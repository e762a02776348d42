//! Level-5 MAT-file reader.
//!
//! Result files written by the MATLAB analysis suite are level-5 MAT files whose
//! variables are usually zlib-compressed. Decoding happens in two steps:
//!   1. the byte stream is parsed into [`MatNode`]s that keep MATLAB's raw
//!      column-major layout and dimensions;
//!   2. [`MatValue::from_node`] converts nodes into plain values, squeezing
//!      singleton dimensions of numeric arrays and turning every struct into an
//!      ordinary [`Record`].
//!
//! MATLAB 7.3 files are HDF5 containers and are rejected with a clear message.

use byteorder::{BigEndian, ByteOrder, LittleEndian};
use flate2::read::ZlibDecoder;
use ndarray::{Array1, ArrayD, Axis, IxDyn, ShapeBuilder};
use std::collections::BTreeMap;
use std::fs;
use std::io::Read;
use std::path::Path;

use crate::error::{Error, Result};

const HEADER_LEN: usize = 128;

const MI_INT8: u32 = 1;
const MI_UINT8: u32 = 2;
const MI_INT16: u32 = 3;
const MI_UINT16: u32 = 4;
const MI_INT32: u32 = 5;
const MI_UINT32: u32 = 6;
const MI_SINGLE: u32 = 7;
const MI_DOUBLE: u32 = 9;
const MI_INT64: u32 = 12;
const MI_UINT64: u32 = 13;
const MI_MATRIX: u32 = 14;
const MI_COMPRESSED: u32 = 15;
const MI_UTF8: u32 = 16;
const MI_UTF16: u32 = 17;
const MI_UTF32: u32 = 18;

const MX_CELL: u8 = 1;
const MX_STRUCT: u8 = 2;
const MX_OBJECT: u8 = 3;
const MX_CHAR: u8 = 4;
const MX_SPARSE: u8 = 5;
const MX_DOUBLE: u8 = 6;
const MX_UINT64: u8 = 15;

/// Upper bound on the dense size of a sparse matrix.
const MAX_DENSE_ELEMENTS: usize = 1 << 28;

type Decode<T> = std::result::Result<T, String>;

/// Number of elements `dims` describes, refused above `limit`.
fn element_count(dims: &[usize], limit: usize) -> Decode<usize> {
    let count = dims
        .iter()
        .try_fold(1usize, |acc, &d| acc.checked_mul(d))
        .ok_or("dimension product overflows")?;
    if count > limit {
        return Err(format!(
            "dimensions {dims:?} declare {count} elements, at most {limit} fit"
        ));
    }
    Ok(count)
}

/// Variables of a result file (or fields of a struct), keyed by name.
pub type Record = BTreeMap<String, MatValue>;

/// A decoded MATLAB value after squeezing.
#[derive(Debug, Clone, PartialEq)]
pub enum MatValue {
    Scalar(f64),
    Array(ArrayD<f64>),
    Text(String),
    Record(Record),
    Cells(ArrayD<MatValue>),
    /// A variable whose payload contradicts its header, with the reason.
    Invalid(String),
}

/// Raw decoded element, still in MATLAB's column-major order.
#[derive(Debug, Clone)]
pub enum MatNode {
    Numeric { dims: Vec<usize>, values: Vec<f64> },
    Char { dims: Vec<usize>, chars: Vec<char> },
    Cell { dims: Vec<usize>, items: Vec<MatNode> },
    Struct {
        dims: Vec<usize>,
        fields: Vec<String>,
        elements: Vec<Vec<MatNode>>,
    },
    Empty,
    Unsupported(u8),
}

impl MatValue {
    /// Convert a raw node. Unsupported classes (function handles, opaque
    /// objects) yield `None`.
    pub fn from_node(node: MatNode) -> Option<MatValue> {
        match node {
            MatNode::Numeric { dims, values } => Some(numeric_value(&dims, values)),
            MatNode::Char { dims, chars } => Some(char_value(&dims, &chars)),
            MatNode::Cell { dims, items } => {
                let values: Vec<MatValue> = items
                    .into_iter()
                    .map(|n| MatValue::from_node(n).unwrap_or_else(empty_value))
                    .collect();
                Some(cells_value(&dims, values))
            }
            MatNode::Struct {
                dims,
                fields,
                elements,
            } => {
                let records: Vec<MatValue> = elements
                    .into_iter()
                    .map(|element| {
                        let mut record = Record::new();
                        for (field, node) in fields.iter().zip(element) {
                            if let Some(value) = MatValue::from_node(node) {
                                record.insert(field.clone(), value);
                            }
                        }
                        MatValue::Record(record)
                    })
                    .collect();
                Some(cells_value(&dims, records))
            }
            MatNode::Empty => Some(empty_value()),
            MatNode::Unsupported(_) => None,
        }
    }

    pub fn kind(&self) -> &'static str {
        match self {
            MatValue::Scalar(_) => "scalar",
            MatValue::Array(_) => "array",
            MatValue::Text(_) => "text",
            MatValue::Record(_) => "record",
            MatValue::Cells(_) => "cells",
            MatValue::Invalid(_) => "invalid",
        }
    }

    /// Numeric view of the value. Scalars become 0-d arrays.
    pub fn as_array(&self) -> Option<ArrayD<f64>> {
        match self {
            MatValue::Scalar(v) => Some(ArrayD::from_elem(IxDyn(&[]), *v)),
            MatValue::Array(a) => Some(a.clone()),
            _ => None,
        }
    }
}

fn empty_value() -> MatValue {
    MatValue::Array(ArrayD::zeros(IxDyn(&[0, 0])))
}

/// Build a C-order-indexed array from column-major data.
fn from_column_major<T: Clone>(dims: &[usize], values: Vec<T>) -> Decode<ArrayD<T>> {
    let held = values.len();
    ArrayD::from_shape_vec(IxDyn(dims).f(), values)
        .map_err(|_| format!("dimensions {dims:?} do not match the {held} stored elements"))
}

/// Drop every length-1 axis. Empty arrays are left alone.
fn squeeze<T>(mut array: ArrayD<T>) -> ArrayD<T> {
    if array.is_empty() {
        return array;
    }
    for axis in (0..array.ndim()).rev() {
        if array.shape()[axis] == 1 {
            array = array.index_axis_move(Axis(axis), 0);
        }
    }
    array
}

EXERCISE DESCRIPTION: What is needed is a verbatim copy of every line in the records above from the one containing "const MX_SPARSE: u8 = 5;" down to the one containing "Number of elements", both included, and nothing more.

OUTPUT BELOW:
const MX_SPARSE: u8 = 5;
const MX_DOUBLE: u8 = 6;
const MX_UINT64: u8 = 15;

/// Upper bound on the dense size of a sparse matrix.
const MAX_DENSE_ELEMENTS: usize = 1 << 28;

type Decode<T> = std::result::Result<T, String>;

/// Number of elements `dims` describes, refused above `limit`.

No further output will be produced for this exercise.